▸ **RECORDS TO PROCESS**

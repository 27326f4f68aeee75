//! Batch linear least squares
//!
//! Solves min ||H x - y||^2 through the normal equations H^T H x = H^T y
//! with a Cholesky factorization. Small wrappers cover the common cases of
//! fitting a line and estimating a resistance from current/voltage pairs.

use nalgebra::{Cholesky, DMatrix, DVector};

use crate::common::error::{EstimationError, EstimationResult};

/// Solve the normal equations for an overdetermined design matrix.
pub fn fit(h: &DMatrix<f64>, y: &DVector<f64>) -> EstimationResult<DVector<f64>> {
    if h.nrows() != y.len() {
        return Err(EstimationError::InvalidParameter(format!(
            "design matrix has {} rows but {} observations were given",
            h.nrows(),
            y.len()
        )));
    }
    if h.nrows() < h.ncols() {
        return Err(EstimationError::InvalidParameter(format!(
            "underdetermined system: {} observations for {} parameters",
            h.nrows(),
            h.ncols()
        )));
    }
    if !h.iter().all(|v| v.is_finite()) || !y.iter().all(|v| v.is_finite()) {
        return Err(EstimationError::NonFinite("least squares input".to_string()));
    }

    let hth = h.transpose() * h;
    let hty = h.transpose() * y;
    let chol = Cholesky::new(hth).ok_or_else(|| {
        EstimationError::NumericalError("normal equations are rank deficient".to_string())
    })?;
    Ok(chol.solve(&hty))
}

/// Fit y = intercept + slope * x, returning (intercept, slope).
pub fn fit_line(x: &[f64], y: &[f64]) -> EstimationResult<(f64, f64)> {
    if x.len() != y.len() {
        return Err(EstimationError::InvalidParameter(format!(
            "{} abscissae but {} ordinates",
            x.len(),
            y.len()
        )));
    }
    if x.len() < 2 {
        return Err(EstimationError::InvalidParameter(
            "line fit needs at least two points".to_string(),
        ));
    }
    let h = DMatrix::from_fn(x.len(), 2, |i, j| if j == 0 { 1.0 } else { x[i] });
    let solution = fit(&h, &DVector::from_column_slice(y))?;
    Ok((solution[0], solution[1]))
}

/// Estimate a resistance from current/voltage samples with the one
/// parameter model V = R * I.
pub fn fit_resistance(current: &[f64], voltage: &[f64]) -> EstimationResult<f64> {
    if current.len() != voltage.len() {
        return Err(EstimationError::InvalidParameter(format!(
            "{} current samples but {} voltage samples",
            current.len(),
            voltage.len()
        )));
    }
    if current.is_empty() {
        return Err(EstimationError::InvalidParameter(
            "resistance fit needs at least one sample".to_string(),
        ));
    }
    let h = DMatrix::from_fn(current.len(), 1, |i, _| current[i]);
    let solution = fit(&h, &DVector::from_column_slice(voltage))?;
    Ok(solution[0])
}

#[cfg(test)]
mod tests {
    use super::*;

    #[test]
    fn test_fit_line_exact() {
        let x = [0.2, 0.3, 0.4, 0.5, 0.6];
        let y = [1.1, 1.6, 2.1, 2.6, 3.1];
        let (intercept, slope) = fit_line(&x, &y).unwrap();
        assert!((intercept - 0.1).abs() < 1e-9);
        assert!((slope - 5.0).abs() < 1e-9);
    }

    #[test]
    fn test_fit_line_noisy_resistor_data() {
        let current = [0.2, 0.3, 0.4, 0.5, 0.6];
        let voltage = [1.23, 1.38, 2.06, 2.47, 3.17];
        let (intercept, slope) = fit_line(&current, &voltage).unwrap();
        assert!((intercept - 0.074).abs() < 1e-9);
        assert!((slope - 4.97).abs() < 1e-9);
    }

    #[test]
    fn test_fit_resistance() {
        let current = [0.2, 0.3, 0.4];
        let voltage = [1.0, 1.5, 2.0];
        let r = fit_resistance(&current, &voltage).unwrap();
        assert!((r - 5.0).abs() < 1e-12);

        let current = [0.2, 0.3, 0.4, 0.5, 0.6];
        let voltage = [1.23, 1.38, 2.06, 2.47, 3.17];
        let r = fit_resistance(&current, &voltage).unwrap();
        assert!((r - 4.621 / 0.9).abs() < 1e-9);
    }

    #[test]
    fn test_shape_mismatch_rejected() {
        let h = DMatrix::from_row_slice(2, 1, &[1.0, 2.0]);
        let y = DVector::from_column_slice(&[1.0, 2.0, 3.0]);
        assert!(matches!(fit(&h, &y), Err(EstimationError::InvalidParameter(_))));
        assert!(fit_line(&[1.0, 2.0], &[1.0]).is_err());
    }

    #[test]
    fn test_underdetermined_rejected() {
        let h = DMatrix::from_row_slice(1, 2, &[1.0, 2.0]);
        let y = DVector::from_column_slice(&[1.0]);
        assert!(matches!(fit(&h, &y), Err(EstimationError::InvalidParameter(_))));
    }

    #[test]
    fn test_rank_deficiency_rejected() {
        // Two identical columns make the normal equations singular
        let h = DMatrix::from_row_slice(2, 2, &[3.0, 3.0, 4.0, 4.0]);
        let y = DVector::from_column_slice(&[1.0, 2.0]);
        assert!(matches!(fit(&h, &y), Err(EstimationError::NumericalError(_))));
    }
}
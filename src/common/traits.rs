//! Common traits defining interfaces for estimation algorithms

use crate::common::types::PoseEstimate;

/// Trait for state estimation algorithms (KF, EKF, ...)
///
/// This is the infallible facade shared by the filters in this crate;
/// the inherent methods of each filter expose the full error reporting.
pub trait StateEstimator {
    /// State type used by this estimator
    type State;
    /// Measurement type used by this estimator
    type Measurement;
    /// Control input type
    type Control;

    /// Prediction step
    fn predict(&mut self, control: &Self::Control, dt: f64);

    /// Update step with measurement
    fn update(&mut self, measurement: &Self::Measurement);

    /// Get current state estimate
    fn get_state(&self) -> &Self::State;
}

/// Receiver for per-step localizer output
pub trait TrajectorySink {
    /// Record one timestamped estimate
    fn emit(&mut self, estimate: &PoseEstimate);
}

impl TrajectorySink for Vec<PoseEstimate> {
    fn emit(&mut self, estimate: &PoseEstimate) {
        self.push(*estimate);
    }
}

▸ **WORK INSTRUCTIONS**
Would you show each line of the listing above that has the string "emit"?

▸ **REPLY**
    fn emit(&mut self, estimate: &PoseEstimate);
    fn emit(&mut self, estimate: &PoseEstimate) {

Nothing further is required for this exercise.